Just because I tend toward the academic, I'll note that I thought of
something in other languages (and possibly available to RPG through
APIs or what have you) that would work pretty well for this: regular
expression substitution.
In Python, for example, the aforementioned 'ABCDEFGHI' -> 'AB-CD-EFGH
I' could be accomplished (interactively) like this:
import re
print re.sub(r'(..)(..)(....)(.)', r'\1-\2-\3 \4', 'ABCDEFGHI')
Or, a function that accepts an input string and returns the reformatted string:
import re
def edit(s):
return re.sub(r'(..)(..)(....)(.)', r'\1-\2-\3 \4', s)
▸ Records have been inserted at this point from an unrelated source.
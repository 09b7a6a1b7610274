//! Completion criteria evaluation.
//!
//! A task may declare how its reply is judged via the `completion_criteria`
//! metadata value: either a plain substring, or a JSON object with optional
//! `contains` and `min_length` clauses. Anything else fails closed.

use crate::document::Scalar;

/// Declared completion condition for a task.
#[derive(Debug, Clone, PartialEq)]
pub enum Criteria {
    /// Case-insensitive substring match against the reply
    Contains(String),
    /// AND of all present clauses
    Structured {
        contains: Option<String>,
        min_length: Option<usize>,
    },
    /// Unrecognized shape; never satisfied
    Invalid,
}

impl Criteria {
    /// Interpret a `completion_criteria` metadata scalar.
    ///
    /// A string whose trimmed text is a JSON object becomes `Structured`;
    /// any other string is a plain substring. Non-string scalars and
    /// malformed clause types are `Invalid`.
    pub fn from_scalar(value: &Scalar) -> Criteria {
        let text = match value {
            Scalar::Str(s) => s,
            _ => return Criteria::Invalid,
        };

        let trimmed = text.trim();
        if trimmed.starts_with('{') {
            return match serde_json::from_str::<serde_json::Value>(trimmed) {
                Ok(serde_json::Value::Object(map)) => {
                    let contains = match map.get("contains") {
                        Some(serde_json::Value::String(s)) => Some(s.clone()),
                        Some(_) => return Criteria::Invalid,
                        None => None,
                    };
                    let min_length = match map.get("min_length") {
                        Some(value) => match value.as_u64() {
                            Some(n) => Some(n as usize),
                            None => return Criteria::Invalid,
                        },
                        None => None,
                    };
                    Criteria::Structured {
                        contains,
                        min_length,
                    }
                }
                _ => Criteria::Invalid,
            };
        }

        Criteria::Contains(text.clone())
    }
}

/// Decide whether a reply satisfies the declared criteria.
///
/// Absent criteria accept any reply. All clauses of a structured criteria
/// must hold; an `Invalid` shape is never satisfied.
pub fn satisfies(reply: &str, criteria: Option<&Criteria>) -> bool {
    let criteria = match criteria {
        Some(criteria) => criteria,
        None => return true,
    };

    match criteria {
        Criteria::Contains(needle) => {
            reply.to_lowercase().contains(&needle.to_lowercase())
        }
        Criteria::Structured {
            contains,
            min_length,
        } => {
            if let Some(needle) = contains {
                if !reply.to_lowercase().contains(&needle.to_lowercase()) {
                    return false;
                }
            }
            if let Some(min) = min_length {
                if reply.chars().count() < *min {
                    return false;
                }
            }
            true
        }
        Criteria::Invalid => false,
    }
}
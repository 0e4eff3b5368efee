//! Per-cycle response-time statistics.
//!
//! A cycle owns its samples outright. The collection is created when the
//! cycle starts and consumed when the report is built, so a straggler from a
//! timed-out emission can never leak into the next cycle's numbers.

use serde::Serialize;

/// One captured round trip: the raw reply and its latency in milliseconds.
#[derive(Debug, Clone)]
pub struct TimingSample {
    pub response: String,
    pub mrt_ms: f64,
}

/// The record a finished cycle produces.
#[derive(Debug, Clone, Serialize)]
pub struct CycleReport {
    pub cycle: u64,
    pub service_count: usize,
    pub messages_sent: usize,
    pub responses_received: usize,
    pub mean_mrt_ms: f64,
    pub stddev_mrt_ms: f64,
}

impl CycleReport {
    pub fn from_samples(
        cycle: u64,
        service_count: usize,
        messages_sent: usize,
        samples: &[TimingSample],
    ) -> CycleReport {
        let mrts: Vec<f64> = samples.iter().map(|s| s.mrt_ms).collect();
        CycleReport {
            cycle,
            service_count,
            messages_sent,
            responses_received: samples.len(),
            mean_mrt_ms: mean(&mrts),
            stddev_mrt_ms: stddev(&mrts),
        }
    }
}

pub fn mean(values: &[f64]) -> f64 {
    if values.is_empty() {
        return 0.0;
    }
    values.iter().sum::<f64>() / values.len() as f64
}

/// Sample standard deviation (divides by `n - 1`). Zero for fewer than two
/// samples.
pub fn stddev(values: &[f64]) -> f64 {
    if values.len() < 2 {
        return 0.0;
    }
    let mean = mean(values);
    let variance = values.iter().map(|v| (v - mean).powi(2)).sum::<f64>()
        / (values.len() - 1) as f64;
    variance.sqrt()
}

#[cfg(test)]
mod tests {
    use super::*;

    #[test]
    fn mean_of_empty_is_zero() {
        assert_eq!(mean(&[]), 0.0);
    }

    #[test]
    fn stddev_of_empty_and_single_is_zero() {
        assert_eq!(stddev(&[]), 0.0);
        assert_eq!(stddev(&[12.5]), 0.0);
    }

    #[test]
    fn stddev_uses_sample_formula() {
        // sqrt(((10-20)^2 + 0 + (30-20)^2) / 2) = 10
        let sd = stddev(&[10.0, 20.0, 30.0]);
        assert!((sd - 10.0).abs() < 1e-9);
    }

    #[test]
    fn report_aggregates_samples() {
        let samples = vec![
            TimingSample {
                response: "a".into(),
                mrt_ms: 10.0,
            },
            TimingSample {
                response: "b".into(),
                mrt_ms: 30.0,
            },
        ];
        let report = CycleReport::from_samples(2, 4, 5, &samples);
        assert_eq!(report.cycle, 2);
        assert_eq!(report.messages_sent, 5);
        assert_eq!(report.responses_received, 2);
        assert!((report.mean_mrt_ms - 20.0).abs() < 1e-9);
    }

    #[test]
    fn report_of_empty_cycle_is_all_zero() {
        let report = CycleReport::from_samples(0, 1, 10, &[]);
        assert_eq!(report.responses_received, 0);
        assert_eq!(report.mean_mrt_ms, 0.0);
        assert_eq!(report.stddev_mrt_ms, 0.0);
    }
}
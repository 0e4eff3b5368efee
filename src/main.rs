use std::net::{Ipv4Addr, SocketAddr};
use std::path::PathBuf;
use std::sync::Arc;

use anyhow::{Context, Result};
use clap::{Parser, Subcommand};
use tracing_subscriber::EnvFilter;

use surge::balancer::LoadBalancer;
use surge::compute::OllamaCompute;
use surge::config::SourceConfig;
use surge::protocol::Endpoint;
use surge::service::{Service, DEFAULT_CAPACITY};
use surge::source::Source;

#[derive(Parser)]
#[command(name = "surge", about = "Distributed load-testing harness")]
struct Cli {
    #[command(subcommand)]
    role: Role,
}

#[derive(Subcommand)]
enum Role {
    /// Run the traffic source: feeding stage, then measured validation cycles
    Source {
        /// JSON run configuration; defaults apply when omitted
        #[arg(long)]
        config: Option<PathBuf>,
    },
    /// Run a load balancer in front of a set of services
    Balancer {
        /// Port to listen on
        listen_port: u16,
        /// Comma-separated service endpoints, e.g. "svc1:4001,svc2:4002"
        services: String,
    },
    /// Run a service worker backed by a compute model
    Service {
        /// Port to listen on
        listen_port: u16,
        /// Backend model identifier, e.g. "llama3"
        model: String,
        /// Admission queue capacity; 0 means unbounded
        #[arg(long, default_value_t = DEFAULT_CAPACITY)]
        capacity: usize,
        /// Base URL of the compute backend
        #[arg(long, default_value = "http://ollama:11434")]
        backend_url: String,
    },
}

#[tokio::main]
async fn main() -> Result<()> {
    tracing_subscriber::fmt()
        .with_env_filter(
            EnvFilter::try_from_default_env().unwrap_or_else(|_| EnvFilter::new("info")),
        )
        .init();

    match Cli::parse().role {
        Role::Source { config } => {
            let config = match config {
                Some(path) => SourceConfig::load(&path)?,
                None => SourceConfig::default(),
            };
            let reports = Source::new(config).run().await?;
            for report in &reports {
                println!("{}", serde_json::to_string(report)?);
            }
        }
        Role::Balancer {
            listen_port,
            services,
        } => {
            let services =
                Endpoint::parse_list(&services).context("parsing service endpoint list")?;
            let addr = SocketAddr::from((Ipv4Addr::UNSPECIFIED, listen_port));
            LoadBalancer::bind(addr, services).await?.run().await?;
        }
        Role::Service {
            listen_port,
            model,
            capacity,
            backend_url,
        } => {
            let compute = Arc::new(OllamaCompute::new(&model, backend_url));
            let addr = SocketAddr::from((Ipv4Addr::UNSPECIFIED, listen_port));
            Service::bind(addr, capacity, compute).await?.run().await?;
        }
    }

    Ok(())
}
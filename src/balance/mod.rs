pub mod pool;
pub use pool::WorkerPool;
It should be similar in any language that has what I'll call
"Perl-inspired" regular expressions. (This would include Java, Ruby,
PHP, JavaScript, and many others.) You could of course also pass the
match pattern and substitution pattern as parameters instead of making
them literals.
For this level of code conciseness, you'd have to convert your "edit
masks" to regex patterns. If that's not acceptable, and you have to
work directly with the edit masks, then I think you pretty much wind
up writing Steve's routine one way or another.
John Y.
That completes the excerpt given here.